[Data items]
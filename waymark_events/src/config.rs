// Copyright 2025 the Waymark Authors
// SPDX-License-Identifier: Apache-2.0 OR MIT

//! Dispatcher configuration.
//!
//! Every field is optional when deserializing; missing fields take the defaults below.
//!
//! | field | default |
//! |-------|---------|
//! | `hit_padding` | `5.0` px |
//! | `zoom_adaptive_padding` | `true` |
//! | `cursors.hover` / `.drag` / `.idle` | `"pointer"` / `"grabbing"` / `""` |
//! | `long_hover_delay_after_move_ms` | `800` |
//! | `long_hover_delay_ms` | `300` |

use alloc::string::String;
use core::time::Duration;

use serde::{Deserialize, Serialize};

use crate::error::EventsResult;

/// Cursor styles set on the canvas. An empty string restores the engine default.
#[derive(Clone, Debug, PartialEq, Eq, Serialize, Deserialize)]
#[serde(default)]
pub struct CursorStyles {
    /// While an interactive feature is under the pointer.
    pub hover: String,
    /// While a mouse button is held.
    pub drag: String,
    /// Otherwise.
    pub idle: String,
}

impl Default for CursorStyles {
    fn default() -> Self {
        Self {
            hover: "pointer".into(),
            drag: "grabbing".into(),
            idle: String::new(),
        }
    }
}

/// Tunables for a [`Dispatcher`](crate::dispatcher::Dispatcher).
#[derive(Clone, Debug, PartialEq, Serialize, Deserialize)]
#[serde(default)]
pub struct DispatcherConfig {
    /// Hit-test tolerance around the pointer, in pixels, at the baseline zoom.
    pub hit_padding: f64,
    /// Scale the tolerance with zoom.
    pub zoom_adaptive_padding: bool,
    /// Cursor styles.
    pub cursors: CursorStyles,
    /// Long-hover delay for the first hover after the camera moved.
    pub long_hover_delay_after_move_ms: u64,
    /// Long-hover delay while the camera is still.
    pub long_hover_delay_ms: u64,
}

impl Default for DispatcherConfig {
    fn default() -> Self {
        Self {
            hit_padding: 5.0,
            zoom_adaptive_padding: true,
            cursors: CursorStyles::default(),
            long_hover_delay_after_move_ms: 800,
            long_hover_delay_ms: 300,
        }
    }
}

impl DispatcherConfig {
    /// Parse a configuration from JSON.
    pub fn from_json(json: &str) -> EventsResult<Self> {
        Ok(serde_json::from_str(json)?)
    }

    /// Long-hover delay after a camera move.
    pub fn long_hover_delay_after_move(&self) -> Duration {
        Duration::from_millis(self.long_hover_delay_after_move_ms)
    }

    /// Long-hover delay on a still camera.
    pub fn long_hover_delay(&self) -> Duration {
        Duration::from_millis(self.long_hover_delay_ms)
    }
}

#[cfg(test)]
mod tests {
    use super::*;
    use crate::error::EventsError;

    #[test]
    fn defaults() {
        let c = DispatcherConfig::default();
        assert_eq!(c.hit_padding, 5.0);
        assert!(c.zoom_adaptive_padding);
        assert_eq!(c.cursors.hover, "pointer");
        assert_eq!(c.long_hover_delay_after_move(), Duration::from_millis(800));
        assert_eq!(c.long_hover_delay(), Duration::from_millis(300));
    }

    #[test]
    fn partial_json_keeps_defaults() {
        let c = DispatcherConfig::from_json(
            r#"{ "hit_padding": 8, "cursors": { "hover": "crosshair" } }"#,
        )
        .unwrap();
        assert_eq!(c.hit_padding, 8.0);
        assert_eq!(c.cursors.hover, "crosshair");
        assert_eq!(c.cursors.drag, "grabbing");
        assert_eq!(c.long_hover_delay_ms, 300);
    }

    #[test]
    fn invalid_json_is_a_config_error() {
        let err = DispatcherConfig::from_json(r#"{ "hit_padding": "wide" }"#).unwrap_err();
        assert!(matches!(err, EventsError::Config(_)));
    }
}
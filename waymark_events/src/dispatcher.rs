// Copyright 2025 the Waymark Authors
// SPDX-License-Identifier: Apache-2.0 OR MIT

//! The event dispatcher: native pointer events in, semantic notifications out.
//!
//! ## Pointer move
//!
//! 1. Ignored while disabled or while the camera moves (avoids hover flicker).
//! 2. Hit-test a region around the pointer, grown by the current [`Padding`], restricted
//!    to the registry's interactive layers. Results arrive topmost first.
//! 3. Deserialize stringified properties.
//! 4. Compare the topmost feature with the hovered one ([`hover_transition`]).
//! 5. On change: flip the hover pseudo-state, swap the cursor, and call the `hover`
//!    handlers of the new feature's group. When the hover ends, the group that held it
//!    gets one empty notification if it has `hover` handlers.
//! 6. Restart the long-hover debounce on a change or on motion over the same feature.
//!
//! ## Long-hover
//!
//! Fired from [`Dispatcher::poll`] once the debounce elapses, unless the hovered feature
//! is the current click selection.
//!
//! ## Click and context menu
//!
//! Synchronous and subject to the same camera guard: hit-test, flip the click
//! pseudo-state, and call the handlers of the clicked feature's group. A click on
//! empty space sends one empty notification to the group that held the previous
//! click, if it has handlers for that event type.
//!
//! ## Handler failures
//!
//! A handler returning `Err` is logged; its siblings still run.
//!
//! ## Reentrancy
//!
//! Handlers are snapshotted before they are called, so handlers registered or removed
//! from inside a handler take effect from the next event.

use alloc::rc::Rc;
use alloc::vec::Vec;
use core::fmt;
use core::time::Duration;

use kurbo::Point;
use tracing::{debug, trace, warn};

use crate::config::DispatcherConfig;
use crate::error::EventsResult;
use crate::event_state::{
    CleanEventState, CleanEventStates, EventStateTracker, PutEventState, update_event_state,
};
use crate::facade::{EventsProxy, FeatureAdapter, RawFeature};
use crate::feature::{Feature, deserialize_features};
use crate::hover::{ClickSession, HoverSession, HoverTransition, hover_transition};
use crate::padding::Padding;
use crate::registry::{Registry, SharedRegistry};
use crate::surface::MapSurface;
use crate::time::{Clock, SystemClock};
use crate::types::{DispatchEvent, EventType, InteractiveGroup, MapEvent, PointerInput};

/// Routes native map events to registered handlers.
///
/// One dispatcher is owned per map, created with it and dropped with it.
///
/// ## Usage
///
/// - Construct with [`Dispatcher::new`] (wall clock) or [`Dispatcher::with_clock`].
/// - Hand [`EventsProxy`] handles from [`Dispatcher::events`] to module code.
/// - Forward every native event to [`Dispatcher::handle`].
/// - Call [`Dispatcher::poll`] from the event loop; [`Dispatcher::next_deadline`]
///   says when the next long-hover is due.
pub struct Dispatcher<S, C = SystemClock> {
    surface: S,
    clock: C,
    config: DispatcherConfig,
    registry: SharedRegistry,
    padding: Padding,
    hover: HoverSession,
    click: ClickSession,
    states: EventStateTracker,
    enabled: bool,
    button_down: bool,
}

impl<S, C> fmt::Debug for Dispatcher<S, C> {
    fn fmt(&self, f: &mut fmt::Formatter<'_>) -> fmt::Result {
        f.debug_struct("Dispatcher")
            .field("enabled", &self.enabled)
            .field("padding", &self.padding.current())
            .field("hovered", &self.hover.hovered().map(Feature::key))
            .field("clicked", &self.click.clicked().map(Feature::key))
            .field("registry", &self.registry)
            .finish_non_exhaustive()
    }
}

impl<S: MapSurface> Dispatcher<S, SystemClock> {
    /// Create a dispatcher driven by the wall clock.
    pub fn new(surface: S, config: DispatcherConfig) -> Self {
        Self::with_clock(surface, SystemClock::new(), config)
    }
}

impl<S: MapSurface, C: Clock> Dispatcher<S, C> {
    /// Create a dispatcher with an explicit clock.
    ///
    /// The surface's current zoom becomes the baseline for adaptive padding.
    pub fn with_clock(surface: S, clock: C, config: DispatcherConfig) -> Self {
        let padding = Padding::new(
            config.hit_padding,
            surface.zoom(),
            config.zoom_adaptive_padding,
        );
        Self {
            surface,
            clock,
            config,
            registry: Registry::shared(),
            padding,
            hover: HoverSession::new(),
            click: ClickSession::new(),
            states: EventStateTracker::new(),
            enabled: true,
            button_down: false,
        }
    }

    /// The registry shared with facades.
    pub fn registry(&self) -> SharedRegistry {
        Rc::clone(&self.registry)
    }

    /// A facade for `group` that hands raw features to handlers.
    pub fn events(&self, group: InteractiveGroup) -> EventsProxy<RawFeature> {
        EventsProxy::new(self.registry(), Some(group), RawFeature)
    }

    /// A facade for `group` that maps features through `adapter`.
    pub fn events_with<A: FeatureAdapter + 'static>(
        &self,
        group: InteractiveGroup,
        adapter: A,
    ) -> EventsProxy<A> {
        EventsProxy::new(self.registry(), Some(group), adapter)
    }

    /// Enable or disable dispatch.
    ///
    /// Disabling cancels a pending long-hover and stops hit-testing. Hover and click
    /// sessions are kept, so re-enabling resumes without transition events.
    pub fn enable(&mut self, enabled: bool) {
        if !enabled {
            self.hover.cancel_long_hover();
        }
        if self.enabled != enabled {
            debug!(enabled, "dispatcher toggled");
        }
        self.enabled = enabled;
    }

    /// Whether dispatch is enabled.
    pub fn is_enabled(&self) -> bool {
        self.enabled
    }

    /// The rendering surface.
    pub fn surface(&self) -> &S {
        &self.surface
    }

    /// The rendering surface, mutably.
    pub fn surface_mut(&mut self) -> &mut S {
        &mut self.surface
    }

    /// The active configuration.
    pub fn config(&self) -> &DispatcherConfig {
        &self.config
    }

    /// Current hit-test tolerance in pixels.
    pub fn padding(&self) -> f64 {
        self.padding.current()
    }

    /// Currently hovered feature.
    pub fn hovered(&self) -> Option<&Feature> {
        self.hover.hovered()
    }

    /// Last clicked feature.
    pub fn clicked(&self) -> Option<&Feature> {
        self.click.clicked()
    }

    /// Pseudo-state bookkeeping.
    pub fn event_states(&self) -> &EventStateTracker {
        &self.states
    }

    /// When the pending long-hover is due, on the dispatcher's clock.
    pub fn next_deadline(&self) -> Option<Duration> {
        self.hover.long_hover_deadline()
    }

    /// Process one native event.
    pub fn handle(&mut self, event: &MapEvent) {
        match *event {
            MapEvent::MouseMove(pointer) | MapEvent::MouseOver(pointer) => {
                self.pointer_moved(pointer);
            }
            MapEvent::MouseOut(pointer) => {
                if self.enabled {
                    self.update_hover(pointer, Vec::new());
                }
            }
            MapEvent::MouseDown(_) => {
                self.button_down = true;
                self.surface.set_cursor(&self.config.cursors.drag);
            }
            MapEvent::MouseUp(_) => {
                self.button_down = false;
                let cursor = if self.hover.hovered().is_some() {
                    &self.config.cursors.hover
                } else {
                    &self.config.cursors.idle
                };
                self.surface.set_cursor(cursor);
            }
            MapEvent::Click(pointer) => self.pointer_clicked(EventType::Click, pointer),
            MapEvent::ContextMenu(pointer) => {
                self.pointer_clicked(EventType::ContextMenu, pointer);
            }
            MapEvent::MoveStart => {
                self.hover.mark_camera_moved();
                self.hover.cancel_long_hover();
            }
            MapEvent::Zoom => {
                if self.config.zoom_adaptive_padding {
                    let padding = self.padding.update(self.surface.zoom());
                    debug!(padding, "hit padding updated");
                }
            }
        }
    }

    /// Fire the long-hover if it is due. Returns `true` if handlers were notified.
    pub fn poll(&mut self) -> bool {
        if !self.enabled || !self.hover.take_due_long_hover(self.clock.now()) {
            return false;
        }
        let (Some(feature), Some(group)) = (self.hover.hovered(), self.hover.group()) else {
            return false;
        };
        if self.click.is_clicked(feature) {
            debug!(source = %group.source_id, "long hover skipped on clicked feature");
            return false;
        }
        debug!(source = %group.source_id, id = ?feature.declared_id(), "long hover");
        let pointer = self.hover.pointer().unwrap_or_default();
        notify(
            &self.registry,
            EventType::LongHover,
            group,
            pointer,
            Some(feature),
            self.hover.features(),
        );
        true
    }

    /// Force a feature into a pseudo-state from outside the pointer path.
    pub fn put_event_state(&mut self, options: &PutEventState) -> EventsResult<()> {
        self.states.put(&mut self.surface, options)
    }

    /// Remove pseudo-state from one feature.
    pub fn clean_event_state(&mut self, options: &CleanEventState) -> EventsResult<()> {
        self.states.clean(&mut self.surface, options)
    }

    /// Remove pseudo-state from many features. Returns how many changed.
    pub fn clean_event_states(&mut self, options: &CleanEventStates) -> usize {
        self.states.clean_many(&mut self.surface, options)
    }

    fn pointer_moved(&mut self, pointer: PointerInput) {
        if !self.enabled || self.surface.is_moving() {
            return;
        }
        let features = self.hit_test(pointer.point);
        self.update_hover(pointer, features);
    }

    fn update_hover(&mut self, pointer: PointerInput, features: Vec<Feature>) {
        let (next, next_group) = self.resolve_top(&features);
        let transition = hover_transition(self.hover.hovered(), next.as_ref());
        if !transition.is_change() {
            self.hover.track(pointer, features);
            if self.hover.hovered().is_some() {
                self.restart_long_hover();
            }
            return;
        }

        let change = update_event_state(
            EventType::Hover,
            next.as_ref(),
            self.hover.hovered(),
            next_group.as_ref(),
            self.hover.group(),
        );
        let handed = self.states.apply(&change, &mut self.surface);
        let (_, prev_group) = self.hover.replace(handed.clone(), next_group.clone());
        self.hover.track(pointer, features);

        if !self.button_down {
            match transition {
                HoverTransition::Started => self.surface.set_cursor(&self.config.cursors.hover),
                HoverTransition::Ended => self.surface.set_cursor(&self.config.cursors.idle),
                HoverTransition::Changed | HoverTransition::Unchanged => {}
            }
        }
        debug!(
            ?transition,
            source = next_group.as_ref().map(|g| g.source_id.as_str()),
            "hover changed"
        );

        match (&handed, &next_group) {
            (Some(feature), Some(group)) => {
                notify(
                    &self.registry,
                    EventType::Hover,
                    group,
                    pointer,
                    Some(feature),
                    self.hover.features(),
                );
            }
            _ => {
                if let Some(group) = &prev_group {
                    notify(
                        &self.registry,
                        EventType::Hover,
                        group,
                        pointer,
                        None,
                        self.hover.features(),
                    );
                }
            }
        }

        if self.hover.hovered().is_some() {
            self.restart_long_hover();
        } else {
            self.hover.cancel_long_hover();
        }
    }

    fn pointer_clicked(&mut self, event_type: EventType, pointer: PointerInput) {
        if !self.enabled || self.surface.is_moving() {
            return;
        }
        let features = self.hit_test(pointer.point);
        let (next, next_group) = self.resolve_top(&features);

        let change = update_event_state(
            event_type,
            next.as_ref(),
            self.click.clicked(),
            next_group.as_ref(),
            self.click.group(),
        );
        let handed = self.states.apply(&change, &mut self.surface);
        let (_, prev_group) = self.click.replace(handed.clone(), next_group.clone());
        debug!(
            event = %event_type,
            source = next_group.as_ref().map(|g| g.source_id.as_str()),
            "pointer clicked"
        );

        match (&handed, &next_group) {
            (Some(feature), Some(group)) => {
                notify(
                    &self.registry,
                    event_type,
                    group,
                    pointer,
                    Some(feature),
                    &features,
                );
            }
            _ => {
                if let Some(group) = &prev_group {
                    notify(&self.registry, event_type, group, pointer, None, &features);
                }
            }
        }
    }

    fn restart_long_hover(&mut self) {
        let delay = self.hover.long_hover_delay(
            self.config.long_hover_delay_after_move(),
            self.config.long_hover_delay(),
        );
        self.hover.schedule_long_hover(self.clock.now(), delay);
    }

    fn hit_test(&self, point: Point) -> Vec<Feature> {
        let registry = self.registry.borrow();
        let layers = registry.interactive_layer_ids();
        if layers.is_empty() {
            return Vec::new();
        }
        let region = self.padding.hit_region(point);
        let mut features = self.surface.query_rendered_features(region, layers);
        deserialize_features(&mut features);
        trace!(hits = features.len(), padding = self.padding.current(), "hit test");
        features
    }

    // Topmost feature and its owning group; both present or both absent.
    fn resolve_top(&self, features: &[Feature]) -> (Option<Feature>, Option<InteractiveGroup>) {
        let registry = self.registry.borrow();
        let top = features.first().and_then(|f| {
            registry
                .group_for_feature(f)
                .map(|g| (f.clone(), g.clone()))
        });
        top.unzip()
    }
}

fn notify(
    registry: &SharedRegistry,
    event_type: EventType,
    group: &InteractiveGroup,
    pointer: PointerInput,
    feature: Option<&Feature>,
    features: &[Feature],
) -> usize {
    let handlers = registry.borrow().handlers(&group.source_id, event_type);
    let event = DispatchEvent {
        event_type,
        pointer,
        feature,
        features,
        group,
    };
    for handler in &handlers {
        if let Err(err) = handler(&event) {
            warn!(
                source = %group.source_id,
                event = %event_type,
                error = %err,
                "event handler failed"
            );
        }
    }
    handlers.len()
}
// Copyright 2025 the Waymark Authors
// SPDX-License-Identifier: Apache-2.0 OR MIT

//! Hover and cursor changes from a pointer path across two layers.
//!
//! The pointer sweeps left to right over a point of interest and a place pin. Each
//! hover change is printed once; moves inside the same feature are silent.
//!
//! Run:
//! - `RUST_LOG=waymark_events=debug cargo run -p waymark_demos --example hover_basics`

use kurbo::{Point, Rect};
use tracing_subscriber::EnvFilter;
use waymark_canvas::HeadlessMap;
use waymark_events::{
    Dispatcher, DispatcherConfig, EventType, Feature, InteractiveGroup, LngLat, MapEvent,
    MapSurface, PointerInput,
};

fn main() {
    tracing_subscriber::fmt()
        .with_env_filter(EnvFilter::from_default_env())
        .init();

    let mut map = HeadlessMap::new(12.0);
    map.add_layer("poi-icons", "poi");
    map.add_layer("places-pins", "places");
    map.place(
        "poi-icons",
        Rect::new(20.0, 20.0, 40.0, 40.0),
        Feature::new("poi", "poi-icons", LngLat::new(2.35, 48.85))
            .with_id(1)
            .with_property("name", "Museum"),
    );
    map.place(
        "places-pins",
        Rect::new(80.0, 20.0, 100.0, 40.0),
        Feature::new("places", "places-pins", LngLat::new(2.36, 48.85))
            .with_id("home")
            .with_property("name", "Home"),
    );

    tracing::info!(layers = map.layers().len(), "map ready");
    let mut dispatcher = Dispatcher::new(map, DispatcherConfig::default());
    for group in [
        InteractiveGroup::vector_tile("poi", ["poi-icons"]),
        InteractiveGroup::application_managed("places", ["places-pins"]),
    ] {
        let source = group.source_id.clone();
        dispatcher.events(group).on(EventType::Hover, move |e| {
            match e.feature {
                Some(f) => println!(
                    "[{source}] hover {} ({:?})",
                    f.properties["name"],
                    f.event_state()
                ),
                None => println!("[{source}] hover ended"),
            }
            Ok(())
        });
    }

    for x in (0..=120).step_by(10) {
        let point = Point::new(f64::from(x), 30.0);
        dispatcher.handle(&MapEvent::MouseMove(PointerInput::new(
            point,
            LngLat::default(),
        )));
        println!("  x={x:>3} cursor={:?}", dispatcher.surface().cursor());
    }
}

_TASK:_ A single number is the whole answer: how many lines in the data above hold the string "None".

_ANSWER SPACE:_ 3